Лев с ножом в сердце (Бачинская) - страница 160

Юра поднялся на веранду, положил на стол пластиковый пакет из «Магнолии». Сел, не глядя на Павла.

— Ты чего как неродной? — спросил тот. — Степан уже забегал, спрашивал, когда ты будешь. Хочет оказать поддержку.

— А Маша не приходила?

— Маша? — Павел рассмеялся. — Соскучился?

— Нет ее!

Павел, улыбаясь, смотрел на Юру.

— Совесть мучает?

Тот кивнул.

— Знаешь, это хорошо, что она… все выбросила, а то я бы, наверное, не решился уйти! — выпалил он вдруг. — В смысле, окончательно…

— Твое барахло на чердаке, — сказал Павел. — Кое-что я уже принес обратно.

— Как ты догадался? — обрадовался Юра.

— А куда это еще можно было деть? Машка никогда ничего не выбрасывает. А ты… если решил, то не разводи тут детский сад — если бы не она, если бы не я, то я бы… то да се. Решил? Все.

— Знаешь, я вчера как увидел ее… такая тоска взяла. Думаю, неужели обратно? Даже жить не хотелось. И сына жалко…
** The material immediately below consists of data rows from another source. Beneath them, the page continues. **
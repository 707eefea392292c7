//! Opcode constants for the supported script subset.

pub const OP_0: u8 = 0x00;
pub const OP_PUSHDATA1: u8 = 0x4c;
pub const OP_PUSHDATA2: u8 = 0x4d;
pub const OP_PUSHDATA4: u8 = 0x4e;
pub const OP_1NEGATE: u8 = 0x4f;
pub const OP_1: u8 = 0x51;
pub const OP_16: u8 = 0x60;
pub const OP_NOP: u8 = 0x61;
pub const OP_VERIFY: u8 = 0x69;
pub const OP_RETURN: u8 = 0x6a;
pub const OP_DROP: u8 = 0x75;
pub const OP_DUP: u8 = 0x76;
pub const OP_SWAP: u8 = 0x7c;
pub const OP_EQUAL: u8 = 0x87;
pub const OP_EQUALVERIFY: u8 = 0x88;
pub const OP_SHA256: u8 = 0xa8;
pub const OP_HASH160: u8 = 0xa9;
pub const OP_HASH256: u8 = 0xaa;
pub const OP_CHECKSIG: u8 = 0xac;
pub const OP_CHECKSIGVERIFY: u8 = 0xad;
pub const OP_CHECKMULTISIG: u8 = 0xae;
pub const OP_CHECKMULTISIGVERIFY: u8 = 0xaf;

/// Encode a small integer as a single pushable opcode where possible.
pub fn small_int_opcode(value: u8) -> Option<u8> {
    match value {
        0 => Some(OP_0),
        1..=16 => Some(OP_1 + value - 1),
        _ => None,
    }
}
— Обратно не будет. Машка больше не придет. А сына станешь брать на рыбалку. Теперь можешь купить удочки. Заберешь машину…

— Откуда ты знаешь?

— Про удочки?

— Нет. Что она не придет.

— Знаю.

Юра недоверчиво смотрит на Павла. Сосредоточенно думает. Потом говорит:

— Ты отдал ей квартиру?

— А тебе жалко?

— Нет, но… а как же ты?

— А я тут, с тобой. Не против?

— Павлик… — произносит Юра, заикаясь. — Павлик… честное слово, ты мне… как брат! Я для тебя все! Мы тут так заживем! — От избытка чувств он вскакивает с плетеного кресла и падает обратно. — Павлик! Если бы ты только знал!
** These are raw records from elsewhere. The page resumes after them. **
//! Per-block undo data: the coins consumed by a block, in spend order,
//! so a disconnect can restore them exactly.

use basaltd_primitives::encoding::{DecodeError, Decoder, Encoder};
use basaltd_primitives::outpoint::OutPoint;

use crate::coins::Coin;

#[derive(Clone, Debug, Eq, PartialEq)]
pub struct SpentCoin {
    pub outpoint: OutPoint,
    pub coin: Coin,
}

/// Every coin a connected block spent, ordered as the block spent them.
#[derive(Clone, Debug, Default, Eq, PartialEq)]
pub struct BlockUndo {
    pub spent: Vec<SpentCoin>,
}

impl BlockUndo {
    pub fn encode(&self) -> Vec<u8> {
        let mut encoder = Encoder::new();
        encoder.write_var_int(self.spent.len() as u64);
        for entry in &self.spent {
            entry.outpoint.encode_to(&mut encoder);
            encoder.write_i64_le(entry.coin.value);
            encoder.write_var_bytes(&entry.coin.script_pubkey);
            encoder.write_u32_le(entry.coin.height);
            encoder.write_u8(if entry.coin.is_coinbase { 1 } else { 0 });
        }
        encoder.into_inner()
    }

    pub fn decode(bytes: &[u8]) -> Result<Self, DecodeError> {
        let mut decoder = Decoder::new(bytes);
        let count = decoder.read_var_int()?;
        let mut spent = Vec::with_capacity(count.min(1024) as usize);
        for _ in 0..count {
            let outpoint = OutPoint::decode_from(&mut decoder)?;
            let value = decoder.read_i64_le()?;
            let script_pubkey = decoder.read_var_bytes()?;
            let height = decoder.read_u32_le()?;
            let is_coinbase = decoder.read_u8()? != 0;
            spent.push(SpentCoin {
                outpoint,
                coin: Coin {
                    value,
                    script_pubkey,
                    height,
                    is_coinbase,
                },
            });
        }
        decoder.finish()?;
        Ok(Self { spent })
    }
}

#[cfg(test)]
mod tests {
    use super::*;

    #[test]
    fn undo_codec_round_trip() {
        let undo = BlockUndo {
            spent: vec![
                SpentCoin {
                    outpoint: OutPoint::new([1u8; 32], 0),
                    coin: Coin {
                        value: 5_000_000_000,
                        script_pubkey: vec![0x76, 0xa9, 0x14],
                        height: 10,
                        is_coinbase: true,
                    },
                },
                SpentCoin {
                    outpoint: OutPoint::new([2u8; 32], 7),
                    coin: Coin {
                        value: 1,
                        script_pubkey: Vec::new(),
                        height: 11,
                        is_coinbase: false,
                    },
                },
            ],
        };
        let decoded = BlockUndo::decode(&undo.encode()).expect("decode");
        assert_eq!(decoded, undo);
    }

    #[test]
    fn empty_undo_round_trip() {
        let undo = BlockUndo::default();
        assert_eq!(BlockUndo::decode(&undo.encode()).expect("decode"), undo);
    }
}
— Договорились, — отвечает Павел, которому уже надоела тема семейной жизни Юры. — Ну, где там Степан?


Они засиделись допоздна, как всегда. Разошлись, когда начал накрапывать мелкий теплый дождь. И Юра, наконец, высказал то, что мучило его.
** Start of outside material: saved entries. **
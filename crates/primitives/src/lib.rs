//! Core block/transaction types and consensus serialization.

pub mod block;
pub mod encoding;
pub mod hash;
pub mod outpoint;
pub mod transaction;

pub use block::{Block, BlockHeader};
pub use hash::{hash160, merkle_root, sha256, sha256d};
pub use outpoint::OutPoint;
pub use transaction::{Transaction, TxIn, TxOut};
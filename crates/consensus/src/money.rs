//! Monetary amounts and range checks.

/// One coin in base units.
pub const COIN: i64 = 100_000_000;
/// No amount larger than this is valid in a transaction or the coin set.
pub const MAX_MONEY: i64 = 21_000_000 * COIN;

pub fn money_range(value: i64) -> bool {
    (0..=MAX_MONEY).contains(&value)
}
— Значит, ей квартира дороже? Да?

— Пошли спать, — ответил Павел. — Тебе не все равно? Главное — свобода!

* * *

…Иллария сидит на диване. На журнальном столике перед ней разложены листки бумаги — история ее жизни. Имена, даты, суммы… Милицейские протоколы… И фотографии. Она на диване рядом с Онопко. Онопко с выпученными от ужаса глазами закрывается рукой. Он же в крови, без сознания. Она рядом, полулежа, юбка задралась, прядка волос упала на глаза. Она не помнит, когда Кирилл снимал ее. Она вообще мало что помнит. Только как ее тошнило… Иллюзия ее участия налицо. Не отвертишься.

И последняя фотография — как издевка: она рядом с мэром на каком-то юбилее… Мэр, радостно улыбаясь, смотрит на нее, в глазах восхищение. Она отбрасывает снимки, откидывается на спинку дивана. Ей есть что терять. Ее мир, который она почитала незыблемым, покачнулся и может рухнуть. Она вдруг вспоминает о Речицком — а что, если рассказать ему все? Он поможет. «Все? — думает она через минуту. — Исключено!»